Before movies, television, and the internet, there were books, which provided not only knowledge and information but also entertainment to those who weren’t able to get to the theater. In that spirit, perhaps I should have warned anyone who approaches my books expecting to be entertained that they are very likely to be disappointed. Because that is not what I do. I do not write to entertain, and that is perhaps the biggest mistake that I am making. But I will continue to make it, because I truly believe that, if I don’t tell the stories I’m writing, they will never be told. Not by me, nor about the people whose stories they are. They will die with me, and I believe there is too much potential for human commiseration within their margins for me to allow that to happen.

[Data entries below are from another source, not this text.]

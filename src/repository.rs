//! Repository
//!
//! Typed reads and writes for one record type over one table. The
//! repository composes statements, runs them through the storage engine and
//! decodes rows back into records. It applies no lifecycle rules: absence is
//! reported as `None` or an empty list and writes return the affected count.
//! `EntityService` layers validation, checks and hooks on top.

use std::marker::PhantomData;

use crate::compose::predicate::{equals, in_list, is_null, like, not_equals, query_parameters};
use crate::compose::{
    BindStyle, Binder, ComposeResult, FieldValues, Filter, Predicate, RecordShape, Statement,
    StatementComposer,
};
use crate::config::TableConfig;
use crate::error::{EngineError, EngineResult};
use crate::record::Record;
use crate::storage::{CancelSignal, Row, StorageEngine, StoreError, WriteSet};
use crate::value::SqlValue;

/// Field values of a record, keyed by column name
pub fn field_values<R: Record>(record: &R) -> Vec<(String, SqlValue)> {
    record
        .values()
        .into_iter()
        .map(|(name, value)| (name.to_string(), value))
        .collect()
}

fn count_of(value: SqlValue) -> EngineResult<u64> {
    match value {
        SqlValue::Int(n) if n >= 0 => Ok(n as u64),
        SqlValue::Null => Ok(0),
        other => Err(EngineError::Store(StoreError::Rejected(format!(
            "count returned {}",
            other.type_name()
        )))),
    }
}

pub struct Repository<R: Record> {
    config: TableConfig,
    shape: RecordShape,
    engine: StorageEngine,
    style: BindStyle,
    signal: CancelSignal,
    _record: PhantomData<fn() -> R>,
}

impl<R: Record> Repository<R> {
    /// Repository over the table `config` describes for `R`
    pub fn new(engine: StorageEngine, config: TableConfig) -> EngineResult<Self> {
        config
            .validate(R::entity_name())
            .map_err(|e| EngineError::bad_parameter(e.to_string()))?;

        Ok(Self {
            config,
            shape: RecordShape::of::<R>(),
            engine,
            style: BindStyle::default(),
            signal: CancelSignal::new(),
            _record: PhantomData,
        })
    }

    pub fn with_bind_style(mut self, style: BindStyle) -> Self {
        self.style = style;
        self
    }

    /// Signal checked before every statement this repository runs
    pub fn with_signal(mut self, signal: CancelSignal) -> Self {
        self.signal = signal;
        self
    }

    pub fn config(&self) -> &TableConfig {
        &self.config
    }

    pub fn shape(&self) -> &RecordShape {
        &self.shape
    }

    pub fn signal(&self) -> &CancelSignal {
        &self.signal
    }

    pub fn engine(&self) -> &StorageEngine {
        &self.engine
    }

    pub fn composer(&self) -> StatementComposer<'_> {
        StatementComposer::new(&self.config, &self.shape, self.style)
    }

    fn check_field(&self, field: &str) -> EngineResult<()> {
        Ok(self.shape.check_fields(&[field])?)
    }

    fn filter(&self, build: impl FnOnce(&mut Binder) -> ComposeResult<Predicate>) -> EngineResult<Filter> {
        let mut binder = Binder::new(self.style);
        let predicate = build(&mut binder)?;
        Ok(binder.finish(predicate))
    }

    fn decode(row: &Row) -> EngineResult<R> {
        Ok(R::from_values(row.iter())?)
    }

    fn fetch(&self, statement: Statement) -> EngineResult<Vec<R>> {
        self.engine
            .rows(&statement, &self.signal)?
            .iter()
            .map(Self::decode)
            .collect()
    }

    fn fetch_one(&self, statement: Statement) -> EngineResult<Option<R>> {
        self.engine
            .single(&statement, &self.signal)?
            .as_ref()
            .map(Self::decode)
            .transpose()
    }

    fn count(&self, statement: Statement) -> EngineResult<u64> {
        count_of(self.engine.scalar(&statement, &self.signal)?)
    }

    // Reads

    /// Every row; soft-deleted ones only with `all`
    pub fn all(&self, all: bool) -> EngineResult<Vec<R>> {
        self.fetch(self.composer().select(None, all)?)
    }

    /// Rows matching value groups against `fields`; see `query_parameters`
    pub fn by_values<S: AsRef<str>>(
        &self,
        values: &[SqlValue],
        fields: &[S],
        combine: bool,
        all: bool,
    ) -> EngineResult<Vec<R>> {
        self.shape.check_fields(fields)?;
        let filter = self.filter(|b| query_parameters(values, fields, combine, b))?;
        self.fetch(self.composer().select(Some(filter), all)?)
    }

    /// First row, in configured order, matching value groups against `fields`
    pub fn first_by_values<S: AsRef<str>>(
        &self,
        values: &[SqlValue],
        fields: &[S],
        combine: bool,
        all: bool,
    ) -> EngineResult<Option<R>> {
        self.shape.check_fields(fields)?;
        let filter = self.filter(|b| query_parameters(values, fields, combine, b))?;
        self.fetch_one(self.composer().select_top1(Some(filter), all, true)?)
    }

    pub fn where_equals(&self, field: &str, value: SqlValue, case_insensitive: bool, all: bool) -> EngineResult<Vec<R>> {
        self.check_field(field)?;
        let filter = self.filter(|b| equals(field, value, case_insensitive, b))?;
        self.fetch(self.composer().select(Some(filter), all)?)
    }

    pub fn where_not(&self, field: &str, value: SqlValue, case_insensitive: bool, all: bool) -> EngineResult<Vec<R>> {
        self.check_field(field)?;
        let filter = self.filter(|b| not_equals(field, value, case_insensitive, b))?;
        self.fetch(self.composer().select(Some(filter), all)?)
    }

    /// Rows whose `field` contains `value`
    pub fn where_like(&self, field: &str, value: &str, case_insensitive: bool, all: bool) -> EngineResult<Vec<R>> {
        self.check_field(field)?;
        let filter = self.filter(|b| like(field, value, case_insensitive, b))?;
        self.fetch(self.composer().select(Some(filter), all)?)
    }

    pub fn where_null(&self, field: &str, all: bool) -> EngineResult<Vec<R>> {
        self.check_field(field)?;
        let filter = self.filter(|_| is_null(field))?;
        self.fetch(self.composer().select(Some(filter), all)?)
    }

    pub fn where_in(&self, field: &str, values: &[SqlValue], case_insensitive: bool, all: bool) -> EngineResult<Vec<R>> {
        self.check_field(field)?;
        let filter = self.filter(|b| in_list(field, values, case_insensitive, b))?;
        self.fetch(self.composer().select(Some(filter), all)?)
    }

    /// First row, in configured order, whose `field` equals `value`
    pub fn first_where(&self, field: &str, value: SqlValue, case_insensitive: bool, all: bool) -> EngineResult<Option<R>> {
        self.check_field(field)?;
        let filter = self.filter(|b| equals(field, value, case_insensitive, b))?;
        self.fetch_one(self.composer().select_top1(Some(filter), all, true)?)
    }

    /// Row by its id field
    pub fn find(&self, id: SqlValue, all: bool) -> EngineResult<Option<R>> {
        let id_field = self.config.id_field.clone();
        self.check_field(&id_field)?;
        let filter = self.filter(|b| equals(&id_field, id, false, b))?;
        self.fetch_one(self.composer().select_top1(Some(filter), all, false)?)
    }

    fn related_filter<S: AsRef<str>>(
        &self,
        id: SqlValue,
        values: &[SqlValue],
        fields: &[S],
        combine: bool,
        disjunction: bool,
    ) -> EngineResult<Filter> {
        self.shape.check_fields(fields)?;
        let id_field = self.config.id_field.clone();
        self.filter(|b| {
            let by_id = equals(&id_field, id, false, b)?;
            let by_values = query_parameters(values, fields, combine, b)?;
            Ok(if disjunction {
                Predicate::Or(vec![by_id, by_values])
            } else {
                Predicate::And(vec![by_id, by_values])
            })
        })
    }

    /// Rows with the given id that also match the value groups
    pub fn related<S: AsRef<str>>(
        &self,
        id: SqlValue,
        values: &[SqlValue],
        fields: &[S],
        combine: bool,
        all: bool,
    ) -> EngineResult<Vec<R>> {
        let filter = self.related_filter(id, values, fields, combine, false)?;
        self.fetch(self.composer().select(Some(filter), all)?)
    }

    pub fn count_values<S: AsRef<str>>(
        &self,
        values: &[SqlValue],
        fields: &[S],
        combine: bool,
        all: bool,
    ) -> EngineResult<u64> {
        self.shape.check_fields(fields)?;
        let filter = self.filter(|b| query_parameters(values, fields, combine, b))?;
        self.count(self.composer().count(Some(filter), all)?)
    }

    /// Whether exactly `amount` rows match the value groups
    pub fn exists_values<S: AsRef<str>>(
        &self,
        values: &[SqlValue],
        fields: &[S],
        amount: u64,
        combine: bool,
        all: bool,
    ) -> EngineResult<bool> {
        Ok(self.count_values(values, fields, combine, all)? == amount)
    }

    /// Whether exactly `amount` rows have `field` equal to `value`
    pub fn exists(&self, field: &str, value: SqlValue, amount: u64, all: bool) -> EngineResult<bool> {
        self.check_field(field)?;
        let filter = self.filter(|b| equals(field, value, false, b))?;
        Ok(self.count(self.composer().count(Some(filter), all)?)? == amount)
    }

    /// Whether exactly `amount` rows have the given id or match the value groups
    pub fn exists_related<S: AsRef<str>>(
        &self,
        id: SqlValue,
        values: &[SqlValue],
        fields: &[S],
        amount: u64,
        combine: bool,
        all: bool,
    ) -> EngineResult<bool> {
        let filter = self.related_filter(id, values, fields, combine, true)?;
        Ok(self.count(self.composer().count(Some(filter), all)?)? == amount)
    }

    /// Last identity the store generated for this table
    pub fn current_identity(&self) -> EngineResult<Option<i64>> {
        let value = self
            .engine
            .scalar(&self.composer().current_identity()?, &self.signal)?;
        match value {
            SqlValue::Null => Ok(None),
            SqlValue::Int(n) => Ok(Some(n)),
            SqlValue::Float(f) => Ok(Some(f as i64)),
            other => Err(EngineError::Store(StoreError::Rejected(format!(
                "identity returned {}",
                other.type_name()
            )))),
        }
    }

    // History

    /// One history row by its history id
    pub fn history_entry(&self, history_id: SqlValue, all: bool) -> EngineResult<Option<R>> {
        let history_field = self.config.history_id_field.clone();
        let filter = self.filter(|b| equals(&history_field, history_id, false, b))?;
        self.fetch_one(self.composer().select_history(Some(filter), all, true)?)
    }

    /// Every history row of one record, in configured order
    pub fn history_for(&self, id: SqlValue, all: bool) -> EngineResult<Vec<R>> {
        let id_field = self.config.id_field.clone();
        self.check_field(&id_field)?;
        let filter = self.filter(|b| equals(&id_field, id, false, b))?;
        self.fetch(self.composer().select_history(Some(filter), all, false)?)
    }

    /// History rows whose `field` equals `value`
    pub fn history_where(&self, field: &str, value: SqlValue, case_insensitive: bool) -> EngineResult<Vec<R>> {
        self.check_field(field)?;
        let filter = self.filter(|b| equals(field, value, case_insensitive, b))?;
        self.fetch(self.composer().select_history(Some(filter), true, false)?)
    }

    pub fn history_by_values<S: AsRef<str>>(&self, values: &[SqlValue], fields: &[S], combine: bool) -> EngineResult<Vec<R>> {
        self.shape.check_fields(fields)?;
        let filter = self.filter(|b| query_parameters(values, fields, combine, b))?;
        self.fetch(self.composer().select_history(Some(filter), true, false)?)
    }

    // Writes

    fn insert_set(&self, values: &FieldValues) -> EngineResult<WriteSet> {
        let composer = self.composer();
        Ok(WriteSet::new(
            composer.insert::<&str>(values, &[])?,
            composer.history_mirror().mirror(values, true)?,
        ))
    }

    fn update_set<S: AsRef<str>>(&self, values: &FieldValues, keys: &[S], combine: bool) -> EngineResult<WriteSet> {
        let composer = self.composer();
        Ok(WriteSet::new(
            composer.update(values, keys, combine)?,
            composer.history_mirror().mirror(values, false)?,
        ))
    }

    fn delete_set<S: AsRef<str>>(&self, values: &FieldValues, keys: &[S], combine: bool) -> EngineResult<WriteSet> {
        let composer = self.composer();
        Ok(WriteSet::new(
            composer.delete(values, keys, combine)?,
            composer.history_mirror().mirror(values, false)?,
        ))
    }

    fn write(&self, set: WriteSet) -> EngineResult<u64> {
        Ok(self.engine.write(&set, &self.signal)?)
    }

    fn write_many(&self, sets: Vec<WriteSet>) -> EngineResult<u64> {
        self.engine.write_many(&sets, &self.signal).map_err(|e| {
            if e.is_cancellation() {
                EngineError::Cancelled(e)
            } else {
                EngineError::batch_failed(e)
            }
        })
    }

    /// Insert a record and, with history enabled, its history row
    pub fn insert(&self, record: &R) -> EngineResult<u64> {
        self.write(self.insert_set(&field_values(record))?)
    }

    /// Insert every record in one transaction
    pub fn insert_many(&self, records: &[R]) -> EngineResult<u64> {
        let sets = records
            .iter()
            .map(|r| self.insert_set(&field_values(r)))
            .collect::<EngineResult<Vec<_>>>()?;
        self.write_many(sets)
    }

    /// Update the row matched by `keys` (the id field when empty)
    pub fn update<S: AsRef<str>>(&self, record: &R, keys: &[S], combine: bool) -> EngineResult<u64> {
        self.write(self.update_set(&field_values(record), keys, combine)?)
    }

    pub fn update_many<S: AsRef<str>>(&self, records: &[R], keys: &[S], combine: bool) -> EngineResult<u64> {
        let sets = records
            .iter()
            .map(|r| self.update_set(&field_values(r), keys, combine))
            .collect::<EngineResult<Vec<_>>>()?;
        self.write_many(sets)
    }

    /// Hard delete of the row matched by `keys` (the id field when empty)
    pub fn delete<S: AsRef<str>>(&self, record: &R, keys: &[S], combine: bool) -> EngineResult<u64> {
        self.write(self.delete_set(&field_values(record), keys, combine)?)
    }

    pub fn delete_many(&self, records: &[R]) -> EngineResult<u64> {
        let sets = records
            .iter()
            .map(|r| self.delete_set::<&str>(&field_values(r), &[], false))
            .collect::<EngineResult<Vec<_>>>()?;
        self.write_many(sets)
    }

    /// Hard delete by id list. Writes no history.
    pub fn delete_ids(&self, ids: &[SqlValue]) -> EngineResult<u64> {
        let statement = self.composer().delete_in(ids)?;
        Ok(self.engine.execute(&statement, &self.signal)?)
    }
}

The fact that my own sales are faring so poorly comes as no surprise to me and has been pointed out to me on several occasions now. The word “book” means different things to different people. Judging by what sells and by what most people are reading, sensationalism in one form or another appears to dominate a market literally flooded with stories that deal with sex, violence, horror, mystery, crime, and depravity in one form or another. Sure, these things all happen each and every day in all our lives, as the evening news so obligingly attests to. But are those the only stories happening out there? What about the small dramas that play themselves out in our daily lives? Whatever happened to imagination, to taking a dull commonplace event such as a blizzard or a cancer diagnosis and putting a new twist to it, and making it more accessible?
Are our lives so lacking that we must fill in their mundane moments with as much spectacle and sensationalism as possible? The human mind is a microcosm of the big world out there, and we live out our individual lives according to the scripts we write for ourselves moment by moment, setback by setback, and triumph by triumph. And for some reason, we are fascinated and enthralled now only by the extremes that are possible within the range of human capability.
But what about the small stuff, the little stories, the details that get lost in the sauce as we insist on adding more spices to it to improve its flavor and make it more palatable?
I will continue to write the boring stories, the stories about the “little guys,” as my father used to call them, people who haven’t killed anyone or started wars or lived fantastical lives with their backs constantly arched across beds strewn with rose petals. Because greater than making a few dollars or a name for myself is the imperative to tell the unimportant less sensational stories, the ones that don’t matter, or sell, and to give all those who live on the fringes their due as members of this vast drama called life.
Because if I don’t tell them, no one will. And I think they’re too important not to.